This function you wrote is interesting, but I almost missed it since I
didn't see a direct example!
cubeValues(NULL, data, indices)
cubeValues(1, data, indices)
cubeValues(c(1,2), data, indices)
(sorry if I'm beating a dead horse here)
On Thu, Aug 4, 2011 at 2:58 PM, R. Michael Weylandt <
michael.weyla...@gmail.com> wrote:
> Hi Jannis,
>
> Like Gene, I'm not entirely sure what your code is intended to do, but it
> wasn't hard to adapt mine to at least print out the desired slice through
> the higher-dimensional array:
>
> cubeValues <- function(Insert, Destination, Location) {
> Location = as.matrix(Location)
> Location = array(Location,dim(Destination))
> if (is.null(Insert)) {
> Destination = round(Destination,3)
> Destination[!Location] = NA
> print(Destination)
> return(invisible())
> }
> Destination[Location] <- Insert
> return(Destination)
> }
>
> If Insert = NULL, it adopts a printing rather than value assigning
> behavior.
>
>
> If you could indicate how you want the values when they come out, it's
> pretty easy to adapt this to do whatever, but I can't just pull out
> subarrays of arbitrary shape while keeping shape: e.g.,
>
> x = matrix(1:4,2,2,byrow=T)
> y = rbind(c(T,F),c(F,T))
>
> > is(x[y])
> "vector"
>
> If you just want the values in a vector, take this version of my code:
>
> cubeValues <- function(Insert, Destination, Location) {
> Location = as.matrix(Location)
> Location = array(Location,dim(Destination))
> if (is.null(Insert)) {
> return(Destination[Location])
> }
> Destination[Location] <- Insert
> return(Destination)
> }
>
> It sounds like you've got what you want, but hopefully this will be of some
> use to anyone who stumbles across this and, like Gene & myself, doesn't
> really get your code.
>
> NB: I have not tested the provided code very much -- it relies on the
> array() function to repeat Location as appropriate. If you know how R
> repeats smaller arrays to make them fit big arrays, this should be fine for
> you -- caveat code-or.
>
> Michael Weylandt
>
> PS -- The combinations() function of the gtools package might be of help to
> you as well. We could get the entire example Gene got by
>
> ans = combinations(1:4,2,repeats.allowed=T)
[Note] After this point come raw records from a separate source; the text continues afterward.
// Helpers for extracting and writing values in KDL documents.

use kdl::KdlNode;
use std::time::Duration;

use crate::{ConfigError, ConfigResult};

pub(crate) fn get_first_string_arg(node: &KdlNode) -> Option<String> {
    node.entries()
        .iter()
        .find(|e| e.name().is_none())
        .and_then(|e| e.value().as_string())
        .map(|s| s.to_string())
}

pub(crate) fn get_first_integer_arg(node: &KdlNode) -> Option<i128> {
    node.entries()
        .iter()
        .find(|e| e.name().is_none())
        .and_then(|e| e.value().as_integer())
}

pub(crate) fn get_first_bool_arg(node: &KdlNode) -> Option<bool> {
    node.entries()
        .iter()
        .find(|e| e.name().is_none())
        .and_then(|e| e.value().as_bool())
}

pub(crate) fn require_string_arg(node: &KdlNode, field: &str) -> ConfigResult<String> {
    get_first_string_arg(node).ok_or_else(|| ConfigError::MissingField(field.to_string()))
}

/// A positive whole number of seconds.
pub(crate) fn require_seconds_arg(node: &KdlNode, field: &str) -> ConfigResult<Duration> {
    let secs = get_first_integer_arg(node)
        .ok_or_else(|| ConfigError::invalid(field, "expected a number of seconds"))?;
    if secs <= 0 || secs > u64::MAX as i128 {
        return Err(ConfigError::invalid(
            field,
            format!("must be a positive number of seconds, got {}", secs),
        ));
    }
    Ok(Duration::from_secs(secs as u64))
}

/// Code points KDL refuses to see literally anywhere in a document.
fn is_disallowed(c: char) -> bool {
    matches!(
        c,
        '\u{200e}' | '\u{200f}' | '\u{202a}'..='\u{202e}' | '\u{2066}'..='\u{2069}' | '\u{feff}'
    )
}

/// Quote a string for a KDL document.
pub(crate) fn quote(value: &str) -> String {
    let mut out = String::with_capacity(value.len() + 2);
    out.push('"');
    for c in value.chars() {
        match c {
            '"' => out.push_str("\\\""),
            '\\' => out.push_str("\\\\"),
            '\n' => out.push_str("\\n"),
            '\r' => out.push_str("\\r"),
            '\t' => out.push_str("\\t"),
            c if c.is_control() || is_disallowed(c) => {
                out.push_str(&format!("\\u{{{:x}}}", c as u32))
            }
            c => out.push(c),
        }
    }
    out.push('"');
    out
}
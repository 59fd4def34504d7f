//! Subversion adapter.

use async_trait::async_trait;
use chrono::{DateTime, Utc};
use cinder_core::{Error, Result, Revision, SourceControl, VcsKind};
use std::path::Path;
use tracing::{debug, info};

use crate::command;
use crate::scratch_dir;

/// Drives the `svn` command-line client.
#[derive(Debug, Clone)]
pub struct SubversionAdapter {
    repository: String,
}

impl SubversionAdapter {
    pub fn new(repository: impl Into<String>) -> Self {
        Self {
            repository: repository.into(),
        }
    }

    pub fn repository(&self) -> &str {
        &self.repository
    }

    async fn svn(&self, work_dir: &Path, args: &[&str]) -> Result<String> {
        command::run("svn", args, work_dir, scratch_dir(work_dir)?).await
    }

    /// `svn info --show-item <item> <target>`, trimmed.
    async fn info(&self, work_dir: &Path, item: &str, target: &str) -> Result<String> {
        let out = self
            .svn(
                work_dir,
                &["info", "--non-interactive", "--show-item", item, target],
            )
            .await?;
        Ok(out.trim().to_string())
    }

    async fn last_changed(&self, work_dir: &Path, target: &str) -> Result<u64> {
        let rev = self.info(work_dir, "last-changed-revision", target).await?;
        parse_revision_number(&rev)
    }
}

fn parse_revision_number(value: &str) -> Result<u64> {
    value
        .trim()
        .trim_start_matches('r')
        .parse()
        .map_err(|_| Error::Internal(format!("unexpected svn revision: {:?}", value)))
}

#[async_trait]
impl SourceControl for SubversionAdapter {
    fn kind(&self) -> VcsKind {
        VcsKind::Subversion
    }

    async fn checkout(&self, destination: &Path) -> Result<()> {
        let checkout_error = |message: String| Error::Checkout {
            path: destination.to_path_buf(),
            message,
        };

        let (Some(parent), Some(name)) = (destination.parent(), destination.file_name()) else {
            return Err(checkout_error("destination has no parent directory".to_string()));
        };
        let name = name.to_string_lossy();

        info!(repository = %self.repository, path = %destination.display(), "Checking out repository");

        command::run(
            "svn",
            &[
                "checkout",
                "--non-interactive",
                "--quiet",
                &self.repository,
                &name,
            ],
            parent,
            parent,
        )
        .await
        .map_err(|e| checkout_error(e.to_string()))?;

        Ok(())
    }

    async fn latest_revision(&self, work_dir: &Path, since: Option<&Revision>) -> Result<Revision> {
        let number = self.last_changed(work_dir, &self.repository).await?;
        let author = self
            .info(work_dir, "last-changed-author", &self.repository)
            .await?;
        let date = self
            .info(work_dir, "last-changed-date", &self.repository)
            .await?;
        let time = DateTime::parse_from_rfc3339(&date)
            .map_err(|e| Error::Internal(format!("bad svn date {:?}: {}", date, e)))?
            .with_timezone(&Utc);

        let first = since
            .and_then(|rev| parse_revision_number(&rev.number).ok())
            .filter(|prev| *prev < number)
            .map(|prev| prev + 1)
            .unwrap_or(number);
        let range = format!("{}:{}", first, number);
        let message = self
            .svn(
                work_dir,
                &["log", "--non-interactive", "-r", &range, &self.repository],
            )
            .await?;

        Ok(Revision::new(
            number.to_string(),
            author,
            time,
            message.trim().to_string(),
        ))
    }

    async fn up_to_date(
        &self,
        work_dir: &Path,
        since: Option<&Revision>,
        reasons: &mut Vec<Revision>,
    ) -> Result<bool> {
        let local = self.last_changed(work_dir, ".").await?;
        let remote = self.last_changed(work_dir, &self.repository).await?;
        if remote <= local {
            debug!(revision = local, "Working copy is up to date");
            return Ok(true);
        }

        info!(from = local, to = remote, "New revision detected");
        self.update(work_dir).await?;
        reasons.push(self.latest_revision(work_dir, since).await?);
        Ok(false)
    }

    async fn update(&self, work_dir: &Path) -> Result<()> {
        self.svn(work_dir, &["revert", "--recursive", "--quiet", "."])
            .await?;
        self.svn(work_dir, &["update", "--non-interactive", "--quiet"])
            .await?;
        Ok(())
    }
}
> rbind(cbind(ans,4),cbind(ans,1))
>
> and it's probably not hard to simplify the entire code as desired.
>
> On Thu, Aug 4, 2011 at 6:33 AM, Jannis <bt_jan...@yahoo.de> wrote:
>
> > Thanks, Michael. I was, however, after a function I coul use for both
> > extracting and replacing subarrays. In case anybody else stumbles over
> this
> > problem, here is my solution. Its programming is most probably horribly
> > clumsy:
> >
> >
> > ind.datacube = function(
> > ##title<< create logical index matrices for multidimensional datacubes
> > datacube ##<< array: datacube from which to extract the subparts
> > , logical.ind ##<< logical array: TRUE/FALSE index matrix for a subset
> of
> > the dimensions
> > ## of datacube. The size of logical.ind`s dimesnions
> has
> > to match the
> > ## sizes of the corresponding dimesnions in datacube.
> > , dims='auto' ##<< integer vector or 'auto' : indices of the dimensions
> > in datacube corresponding
> > ## to the dimensions of logical.ind. If set to 'auto'
> > this matching is tried to
> > ## be accomplished by comparing the sizes of the
> > dimensions of the two objects.
> > )
> > {
> > if (sum(logical.ind) == 0) {
> > stop('No TRUE value in index matrix!')
> > } else {
> > if (dims == 'auto')
> > {
> > if (is.null(dim(logical.ind)[1])) {
> > size.ind = length(logical.ind)
> > logical.ind = matrix(logical.ind,ncol=1)
> > } else {
> > size.ind = dim(logical.ind)
> > }
> > dims = match(size.ind, dim(datacube))
> > if (sum(duplicated(size.ind)) > 0 || sum(duplicated(dims)) > 0
> )
> > stop('dimensions do not match unambigously. Supply dims
> > manually!')
> > }
> > dims.nonapply <- setdiff(1:length(dim(datacube)**),dims)
> > ind.matrix <- which(logical.ind, arr.ind = TRUE)
> >
> > args.expand.grid <- list()
> > counter = 1
> > for (i in 1: length(dim(datacube)))
> > {
> > if (is.element(i,dims.nonapply)) {
> > args.expand.grid[[i]] =
> 1:dim(datacube)[dims.nonapply[**i]]
> > } else {
> > args.expand.grid[[i]] = ind.matrix[,counter]
> > counter = counter + 1
> > }
> > }
> >
> > ind.all <- as.matrix(do.call(expand.grid, args.expand.grid))
> > ind.matrix <- ind.all[,order(c(dims.**nonapply,dims))]
> >
> > }
> > ##value<< integer index matrix which can be used to index datacube
> > ind.matrix
> >
> > }
> >
> >
> > On 08/04/2011 12:12 AM, R. Michael Weylandt <michael.weyla...@gmail.com>
> > wrote:
> >
> >> This might be a little late: but how about this (slightly clumsy)
> >>> function:
> >>>
> >>> putValues<- function(Insert, Destination, Location) {
> >>> Location = as.matrix(Location)
> >>> Location = array(Location,dim(**Destination))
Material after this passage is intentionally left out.